Stored data entries:
○ ○ ○ ○

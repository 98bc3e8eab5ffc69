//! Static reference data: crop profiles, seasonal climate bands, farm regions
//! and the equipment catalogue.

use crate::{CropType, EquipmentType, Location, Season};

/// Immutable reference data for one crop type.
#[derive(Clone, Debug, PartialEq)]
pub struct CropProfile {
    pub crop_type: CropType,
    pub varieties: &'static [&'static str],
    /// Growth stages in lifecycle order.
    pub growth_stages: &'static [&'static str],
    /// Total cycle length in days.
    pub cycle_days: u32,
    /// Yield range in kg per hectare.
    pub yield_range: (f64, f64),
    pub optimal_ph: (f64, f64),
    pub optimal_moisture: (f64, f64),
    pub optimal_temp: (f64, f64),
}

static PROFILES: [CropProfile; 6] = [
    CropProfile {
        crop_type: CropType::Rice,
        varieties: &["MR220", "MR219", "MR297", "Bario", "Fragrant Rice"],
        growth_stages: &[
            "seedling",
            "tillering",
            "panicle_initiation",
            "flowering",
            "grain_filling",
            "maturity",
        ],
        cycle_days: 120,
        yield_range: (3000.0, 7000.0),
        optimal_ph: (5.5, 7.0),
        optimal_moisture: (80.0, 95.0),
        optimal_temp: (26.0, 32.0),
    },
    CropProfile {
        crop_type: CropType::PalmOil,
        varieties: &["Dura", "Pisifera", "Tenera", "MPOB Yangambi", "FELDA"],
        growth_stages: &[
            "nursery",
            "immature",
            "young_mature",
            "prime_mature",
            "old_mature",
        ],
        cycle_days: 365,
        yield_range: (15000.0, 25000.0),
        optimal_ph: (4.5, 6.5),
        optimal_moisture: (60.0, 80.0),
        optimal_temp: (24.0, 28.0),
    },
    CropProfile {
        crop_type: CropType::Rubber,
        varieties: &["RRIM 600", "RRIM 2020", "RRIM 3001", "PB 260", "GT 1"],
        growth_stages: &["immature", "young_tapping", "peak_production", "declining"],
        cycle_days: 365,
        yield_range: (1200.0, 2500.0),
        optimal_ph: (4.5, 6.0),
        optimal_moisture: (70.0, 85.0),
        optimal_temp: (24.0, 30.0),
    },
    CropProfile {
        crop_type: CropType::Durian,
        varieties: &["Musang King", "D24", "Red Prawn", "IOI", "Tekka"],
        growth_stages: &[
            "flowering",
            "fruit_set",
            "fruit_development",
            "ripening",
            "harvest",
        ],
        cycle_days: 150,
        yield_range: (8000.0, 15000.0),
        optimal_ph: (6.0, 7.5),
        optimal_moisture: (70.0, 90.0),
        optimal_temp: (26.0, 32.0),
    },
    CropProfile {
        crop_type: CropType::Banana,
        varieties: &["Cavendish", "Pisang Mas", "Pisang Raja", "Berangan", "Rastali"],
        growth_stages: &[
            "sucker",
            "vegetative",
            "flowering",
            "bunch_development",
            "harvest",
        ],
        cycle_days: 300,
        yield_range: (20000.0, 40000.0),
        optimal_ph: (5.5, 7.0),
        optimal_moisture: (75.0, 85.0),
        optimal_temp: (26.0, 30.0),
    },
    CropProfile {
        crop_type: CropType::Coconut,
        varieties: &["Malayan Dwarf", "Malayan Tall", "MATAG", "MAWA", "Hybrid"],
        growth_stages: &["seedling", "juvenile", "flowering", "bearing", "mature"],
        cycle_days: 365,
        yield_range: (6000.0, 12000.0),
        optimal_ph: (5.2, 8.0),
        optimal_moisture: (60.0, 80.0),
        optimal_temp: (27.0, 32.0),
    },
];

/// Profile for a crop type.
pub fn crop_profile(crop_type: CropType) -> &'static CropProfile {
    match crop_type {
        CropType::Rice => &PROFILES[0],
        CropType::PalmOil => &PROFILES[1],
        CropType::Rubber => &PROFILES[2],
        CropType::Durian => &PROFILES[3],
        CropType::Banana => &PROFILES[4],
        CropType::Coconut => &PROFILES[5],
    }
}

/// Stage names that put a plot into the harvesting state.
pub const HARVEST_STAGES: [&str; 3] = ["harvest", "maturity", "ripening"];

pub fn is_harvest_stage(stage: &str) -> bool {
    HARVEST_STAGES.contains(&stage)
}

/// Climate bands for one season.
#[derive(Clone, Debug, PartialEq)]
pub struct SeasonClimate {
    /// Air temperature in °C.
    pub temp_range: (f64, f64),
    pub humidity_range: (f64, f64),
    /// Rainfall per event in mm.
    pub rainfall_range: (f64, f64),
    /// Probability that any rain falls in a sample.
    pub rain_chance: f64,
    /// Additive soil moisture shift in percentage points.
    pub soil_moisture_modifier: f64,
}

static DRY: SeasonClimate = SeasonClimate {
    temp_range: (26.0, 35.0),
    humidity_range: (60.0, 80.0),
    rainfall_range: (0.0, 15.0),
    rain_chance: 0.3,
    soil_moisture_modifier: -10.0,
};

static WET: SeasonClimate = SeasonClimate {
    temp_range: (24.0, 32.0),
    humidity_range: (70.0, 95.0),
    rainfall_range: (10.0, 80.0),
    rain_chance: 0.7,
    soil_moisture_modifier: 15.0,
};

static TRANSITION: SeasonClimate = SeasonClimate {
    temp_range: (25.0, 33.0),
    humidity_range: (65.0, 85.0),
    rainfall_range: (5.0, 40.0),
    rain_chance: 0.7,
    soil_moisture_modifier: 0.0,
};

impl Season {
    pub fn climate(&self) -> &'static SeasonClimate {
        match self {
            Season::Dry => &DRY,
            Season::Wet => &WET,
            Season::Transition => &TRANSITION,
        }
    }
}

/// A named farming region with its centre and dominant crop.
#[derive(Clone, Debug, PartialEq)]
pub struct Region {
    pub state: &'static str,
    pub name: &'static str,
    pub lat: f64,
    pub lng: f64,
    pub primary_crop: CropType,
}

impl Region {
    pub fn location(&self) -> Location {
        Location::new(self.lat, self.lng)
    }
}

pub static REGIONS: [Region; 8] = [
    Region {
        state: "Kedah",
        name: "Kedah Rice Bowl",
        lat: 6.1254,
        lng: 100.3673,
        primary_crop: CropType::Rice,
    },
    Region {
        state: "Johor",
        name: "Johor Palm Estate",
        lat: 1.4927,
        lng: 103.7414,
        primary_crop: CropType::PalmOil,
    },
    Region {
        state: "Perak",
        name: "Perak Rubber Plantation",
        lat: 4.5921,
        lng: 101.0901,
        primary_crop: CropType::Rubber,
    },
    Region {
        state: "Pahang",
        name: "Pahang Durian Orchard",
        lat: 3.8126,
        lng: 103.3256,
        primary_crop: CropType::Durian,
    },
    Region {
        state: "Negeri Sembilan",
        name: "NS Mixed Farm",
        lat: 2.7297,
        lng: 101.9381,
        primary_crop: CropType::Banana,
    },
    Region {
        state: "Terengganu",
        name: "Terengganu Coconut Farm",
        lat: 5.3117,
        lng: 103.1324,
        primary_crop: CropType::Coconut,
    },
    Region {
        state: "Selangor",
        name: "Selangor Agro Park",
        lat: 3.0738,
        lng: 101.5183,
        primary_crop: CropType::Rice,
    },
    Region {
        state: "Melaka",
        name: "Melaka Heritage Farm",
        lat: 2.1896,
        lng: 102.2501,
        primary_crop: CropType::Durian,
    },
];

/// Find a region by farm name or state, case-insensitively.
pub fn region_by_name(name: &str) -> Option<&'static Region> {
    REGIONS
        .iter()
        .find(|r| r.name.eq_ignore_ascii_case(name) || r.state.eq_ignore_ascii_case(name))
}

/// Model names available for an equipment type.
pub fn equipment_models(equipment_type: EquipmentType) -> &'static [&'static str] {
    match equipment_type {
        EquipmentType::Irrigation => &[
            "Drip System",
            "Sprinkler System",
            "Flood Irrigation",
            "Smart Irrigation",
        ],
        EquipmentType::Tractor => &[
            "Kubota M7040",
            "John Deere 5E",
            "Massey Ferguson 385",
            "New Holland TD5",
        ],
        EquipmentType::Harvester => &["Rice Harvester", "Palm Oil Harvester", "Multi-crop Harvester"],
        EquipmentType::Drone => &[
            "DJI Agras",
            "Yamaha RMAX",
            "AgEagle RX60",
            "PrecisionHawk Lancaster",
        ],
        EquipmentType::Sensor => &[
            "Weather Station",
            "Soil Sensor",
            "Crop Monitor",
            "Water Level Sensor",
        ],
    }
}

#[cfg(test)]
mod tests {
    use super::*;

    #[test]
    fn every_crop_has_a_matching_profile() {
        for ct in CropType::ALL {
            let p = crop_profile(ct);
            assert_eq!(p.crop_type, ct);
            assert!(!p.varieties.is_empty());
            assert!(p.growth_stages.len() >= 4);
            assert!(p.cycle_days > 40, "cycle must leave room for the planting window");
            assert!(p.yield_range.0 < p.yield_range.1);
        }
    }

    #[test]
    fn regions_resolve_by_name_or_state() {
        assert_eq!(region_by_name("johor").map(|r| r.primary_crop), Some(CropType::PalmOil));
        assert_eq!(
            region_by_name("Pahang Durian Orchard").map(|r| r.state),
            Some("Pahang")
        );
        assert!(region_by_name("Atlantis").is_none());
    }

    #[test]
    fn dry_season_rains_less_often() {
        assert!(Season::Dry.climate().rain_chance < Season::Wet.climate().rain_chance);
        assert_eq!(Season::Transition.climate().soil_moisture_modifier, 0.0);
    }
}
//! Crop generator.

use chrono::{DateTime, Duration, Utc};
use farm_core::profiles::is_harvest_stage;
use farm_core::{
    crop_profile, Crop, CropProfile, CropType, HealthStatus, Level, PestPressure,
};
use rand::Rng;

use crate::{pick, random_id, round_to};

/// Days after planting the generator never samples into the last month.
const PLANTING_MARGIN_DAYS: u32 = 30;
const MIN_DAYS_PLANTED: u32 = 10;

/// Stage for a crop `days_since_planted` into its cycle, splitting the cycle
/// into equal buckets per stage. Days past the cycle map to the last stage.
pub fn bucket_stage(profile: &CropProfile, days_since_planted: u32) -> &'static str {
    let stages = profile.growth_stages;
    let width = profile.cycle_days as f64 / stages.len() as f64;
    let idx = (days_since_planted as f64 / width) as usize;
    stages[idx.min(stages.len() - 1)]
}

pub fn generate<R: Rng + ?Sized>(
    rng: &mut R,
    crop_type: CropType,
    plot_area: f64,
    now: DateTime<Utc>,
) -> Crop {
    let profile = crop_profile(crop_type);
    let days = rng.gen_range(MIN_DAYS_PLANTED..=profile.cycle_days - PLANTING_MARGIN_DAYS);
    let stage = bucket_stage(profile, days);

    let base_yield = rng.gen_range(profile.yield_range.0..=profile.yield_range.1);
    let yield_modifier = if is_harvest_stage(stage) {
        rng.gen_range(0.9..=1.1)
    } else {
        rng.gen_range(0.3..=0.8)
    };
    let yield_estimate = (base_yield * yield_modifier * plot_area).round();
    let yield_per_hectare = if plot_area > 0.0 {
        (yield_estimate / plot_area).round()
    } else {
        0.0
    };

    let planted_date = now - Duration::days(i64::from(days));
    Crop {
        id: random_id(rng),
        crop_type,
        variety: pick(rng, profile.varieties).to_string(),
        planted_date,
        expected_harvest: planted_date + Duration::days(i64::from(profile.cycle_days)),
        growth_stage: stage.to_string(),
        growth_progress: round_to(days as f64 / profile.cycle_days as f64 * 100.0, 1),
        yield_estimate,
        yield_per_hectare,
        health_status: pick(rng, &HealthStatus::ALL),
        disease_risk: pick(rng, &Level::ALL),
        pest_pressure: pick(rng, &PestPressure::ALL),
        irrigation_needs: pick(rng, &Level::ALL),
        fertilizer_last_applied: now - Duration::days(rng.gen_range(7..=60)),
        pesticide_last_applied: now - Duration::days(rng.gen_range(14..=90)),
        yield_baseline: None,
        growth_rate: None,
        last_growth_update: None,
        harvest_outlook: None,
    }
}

○ ○ ○ ○

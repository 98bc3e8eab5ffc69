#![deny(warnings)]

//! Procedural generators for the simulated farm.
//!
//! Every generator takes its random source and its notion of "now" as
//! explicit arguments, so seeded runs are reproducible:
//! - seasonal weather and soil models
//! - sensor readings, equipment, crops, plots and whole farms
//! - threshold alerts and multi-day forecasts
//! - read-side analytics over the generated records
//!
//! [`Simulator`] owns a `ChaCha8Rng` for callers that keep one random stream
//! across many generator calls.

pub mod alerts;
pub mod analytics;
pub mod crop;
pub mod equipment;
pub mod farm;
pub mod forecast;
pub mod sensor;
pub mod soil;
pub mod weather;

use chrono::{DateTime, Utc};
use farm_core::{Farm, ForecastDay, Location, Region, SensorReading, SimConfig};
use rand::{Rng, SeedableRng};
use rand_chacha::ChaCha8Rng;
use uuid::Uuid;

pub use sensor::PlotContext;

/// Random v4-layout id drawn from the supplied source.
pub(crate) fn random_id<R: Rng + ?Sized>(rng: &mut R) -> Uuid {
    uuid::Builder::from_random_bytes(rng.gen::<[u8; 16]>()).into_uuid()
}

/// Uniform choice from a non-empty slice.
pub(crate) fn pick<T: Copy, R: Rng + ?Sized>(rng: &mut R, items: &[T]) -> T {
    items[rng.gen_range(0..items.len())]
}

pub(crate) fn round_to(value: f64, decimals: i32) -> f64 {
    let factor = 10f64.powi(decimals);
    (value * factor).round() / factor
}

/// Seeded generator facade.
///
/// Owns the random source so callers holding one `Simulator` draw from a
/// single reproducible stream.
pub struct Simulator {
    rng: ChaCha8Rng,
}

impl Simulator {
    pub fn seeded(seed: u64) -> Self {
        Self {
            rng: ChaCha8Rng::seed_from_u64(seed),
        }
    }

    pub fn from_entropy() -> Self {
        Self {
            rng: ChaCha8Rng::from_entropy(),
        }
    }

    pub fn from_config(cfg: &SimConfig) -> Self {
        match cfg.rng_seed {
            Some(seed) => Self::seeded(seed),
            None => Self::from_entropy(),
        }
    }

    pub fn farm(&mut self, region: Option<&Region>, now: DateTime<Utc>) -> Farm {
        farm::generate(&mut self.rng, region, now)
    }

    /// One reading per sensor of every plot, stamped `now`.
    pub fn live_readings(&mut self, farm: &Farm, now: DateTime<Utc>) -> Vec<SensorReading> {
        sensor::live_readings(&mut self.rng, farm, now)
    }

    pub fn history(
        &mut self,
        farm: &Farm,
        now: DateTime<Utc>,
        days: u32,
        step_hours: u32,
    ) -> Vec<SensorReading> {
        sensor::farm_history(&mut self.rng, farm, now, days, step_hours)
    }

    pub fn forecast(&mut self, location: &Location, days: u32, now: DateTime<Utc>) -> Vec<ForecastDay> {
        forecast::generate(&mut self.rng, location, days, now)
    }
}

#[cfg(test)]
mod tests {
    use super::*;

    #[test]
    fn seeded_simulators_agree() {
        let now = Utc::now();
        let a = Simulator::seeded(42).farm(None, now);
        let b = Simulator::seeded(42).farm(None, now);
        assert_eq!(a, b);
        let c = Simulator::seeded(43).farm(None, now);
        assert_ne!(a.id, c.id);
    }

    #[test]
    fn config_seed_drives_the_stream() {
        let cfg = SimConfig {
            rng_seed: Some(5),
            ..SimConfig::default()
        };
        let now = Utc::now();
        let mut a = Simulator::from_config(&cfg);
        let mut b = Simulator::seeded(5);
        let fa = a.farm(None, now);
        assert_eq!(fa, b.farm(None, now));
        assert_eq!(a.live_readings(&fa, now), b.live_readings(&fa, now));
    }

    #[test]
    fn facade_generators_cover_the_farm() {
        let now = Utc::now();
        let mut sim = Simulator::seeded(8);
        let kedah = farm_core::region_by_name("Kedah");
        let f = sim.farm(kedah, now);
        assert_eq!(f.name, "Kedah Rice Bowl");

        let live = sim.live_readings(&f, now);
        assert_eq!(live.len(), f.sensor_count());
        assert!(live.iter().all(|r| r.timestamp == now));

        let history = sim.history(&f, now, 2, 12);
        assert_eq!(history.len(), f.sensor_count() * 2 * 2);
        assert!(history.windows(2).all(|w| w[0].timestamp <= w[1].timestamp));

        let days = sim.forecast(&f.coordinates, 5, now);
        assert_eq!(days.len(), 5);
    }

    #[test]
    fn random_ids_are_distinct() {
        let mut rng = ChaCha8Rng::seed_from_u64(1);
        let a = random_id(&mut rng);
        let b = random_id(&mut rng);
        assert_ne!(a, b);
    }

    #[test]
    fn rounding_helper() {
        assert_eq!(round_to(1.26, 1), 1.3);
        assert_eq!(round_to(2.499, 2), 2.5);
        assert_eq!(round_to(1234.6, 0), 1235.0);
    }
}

○ ○ ○ ○

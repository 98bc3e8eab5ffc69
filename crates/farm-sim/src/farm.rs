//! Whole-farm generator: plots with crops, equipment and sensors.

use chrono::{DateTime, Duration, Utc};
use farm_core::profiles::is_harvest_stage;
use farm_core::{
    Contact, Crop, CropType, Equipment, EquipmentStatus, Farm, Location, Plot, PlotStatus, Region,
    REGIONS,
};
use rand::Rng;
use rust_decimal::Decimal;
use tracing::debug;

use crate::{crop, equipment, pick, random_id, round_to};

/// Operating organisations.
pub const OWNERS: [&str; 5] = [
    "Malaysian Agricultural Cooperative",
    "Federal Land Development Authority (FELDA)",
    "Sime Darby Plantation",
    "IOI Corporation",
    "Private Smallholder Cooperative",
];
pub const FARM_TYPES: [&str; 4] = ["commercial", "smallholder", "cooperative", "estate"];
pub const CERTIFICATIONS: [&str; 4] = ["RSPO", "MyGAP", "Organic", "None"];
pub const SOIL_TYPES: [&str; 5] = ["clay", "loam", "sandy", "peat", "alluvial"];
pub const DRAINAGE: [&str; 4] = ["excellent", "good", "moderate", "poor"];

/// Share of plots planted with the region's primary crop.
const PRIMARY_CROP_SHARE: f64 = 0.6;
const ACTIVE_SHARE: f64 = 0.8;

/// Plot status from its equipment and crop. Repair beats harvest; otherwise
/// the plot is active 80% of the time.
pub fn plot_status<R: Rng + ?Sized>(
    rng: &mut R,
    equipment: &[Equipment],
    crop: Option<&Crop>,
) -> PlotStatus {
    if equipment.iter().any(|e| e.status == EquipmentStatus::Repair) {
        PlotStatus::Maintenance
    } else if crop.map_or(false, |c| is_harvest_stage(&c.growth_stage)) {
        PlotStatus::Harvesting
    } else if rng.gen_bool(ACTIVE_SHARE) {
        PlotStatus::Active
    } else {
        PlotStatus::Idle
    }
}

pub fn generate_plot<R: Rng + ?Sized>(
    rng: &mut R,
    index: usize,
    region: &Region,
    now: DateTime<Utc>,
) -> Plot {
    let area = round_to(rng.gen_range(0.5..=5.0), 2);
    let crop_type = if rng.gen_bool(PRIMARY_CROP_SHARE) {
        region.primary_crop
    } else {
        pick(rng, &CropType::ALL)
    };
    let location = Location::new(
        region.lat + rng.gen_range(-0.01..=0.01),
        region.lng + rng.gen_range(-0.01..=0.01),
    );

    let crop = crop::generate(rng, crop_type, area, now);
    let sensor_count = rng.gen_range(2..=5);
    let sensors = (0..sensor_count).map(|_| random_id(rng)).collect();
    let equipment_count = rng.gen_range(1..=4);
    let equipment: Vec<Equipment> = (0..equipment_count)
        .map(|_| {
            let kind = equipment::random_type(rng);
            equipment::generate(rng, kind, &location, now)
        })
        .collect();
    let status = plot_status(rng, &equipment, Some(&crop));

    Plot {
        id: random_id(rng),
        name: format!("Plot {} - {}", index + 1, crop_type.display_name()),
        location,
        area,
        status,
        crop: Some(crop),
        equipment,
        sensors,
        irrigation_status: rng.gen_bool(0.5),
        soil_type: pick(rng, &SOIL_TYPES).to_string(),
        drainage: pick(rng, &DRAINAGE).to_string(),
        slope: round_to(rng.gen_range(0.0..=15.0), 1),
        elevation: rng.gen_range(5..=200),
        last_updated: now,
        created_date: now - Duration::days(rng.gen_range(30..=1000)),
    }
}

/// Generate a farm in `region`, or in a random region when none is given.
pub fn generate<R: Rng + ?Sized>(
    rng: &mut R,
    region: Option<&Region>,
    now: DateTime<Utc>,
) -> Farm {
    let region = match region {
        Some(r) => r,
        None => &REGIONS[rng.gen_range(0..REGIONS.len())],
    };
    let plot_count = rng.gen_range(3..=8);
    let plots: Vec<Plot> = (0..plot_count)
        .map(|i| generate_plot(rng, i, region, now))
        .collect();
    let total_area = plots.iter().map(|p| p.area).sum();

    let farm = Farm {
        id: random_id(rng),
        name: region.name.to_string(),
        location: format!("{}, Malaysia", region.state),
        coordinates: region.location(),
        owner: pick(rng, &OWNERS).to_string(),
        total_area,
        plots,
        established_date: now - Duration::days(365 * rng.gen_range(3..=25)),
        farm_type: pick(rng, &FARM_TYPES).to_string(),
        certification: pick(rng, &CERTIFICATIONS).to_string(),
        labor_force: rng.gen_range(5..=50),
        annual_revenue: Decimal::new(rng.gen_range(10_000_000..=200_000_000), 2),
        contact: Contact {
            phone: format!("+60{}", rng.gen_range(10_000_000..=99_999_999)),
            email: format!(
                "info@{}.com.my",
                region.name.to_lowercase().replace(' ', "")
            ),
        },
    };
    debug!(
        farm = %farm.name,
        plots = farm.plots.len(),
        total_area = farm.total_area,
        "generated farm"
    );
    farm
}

○ ○ ○ ○

> [Work item]: Return, from the data, each line where the string "Bowl" occurs.

> [Written reply]:
        name: "Kedah Rice Bowl",
        assert_eq!(f.name, "Kedah Rice Bowl");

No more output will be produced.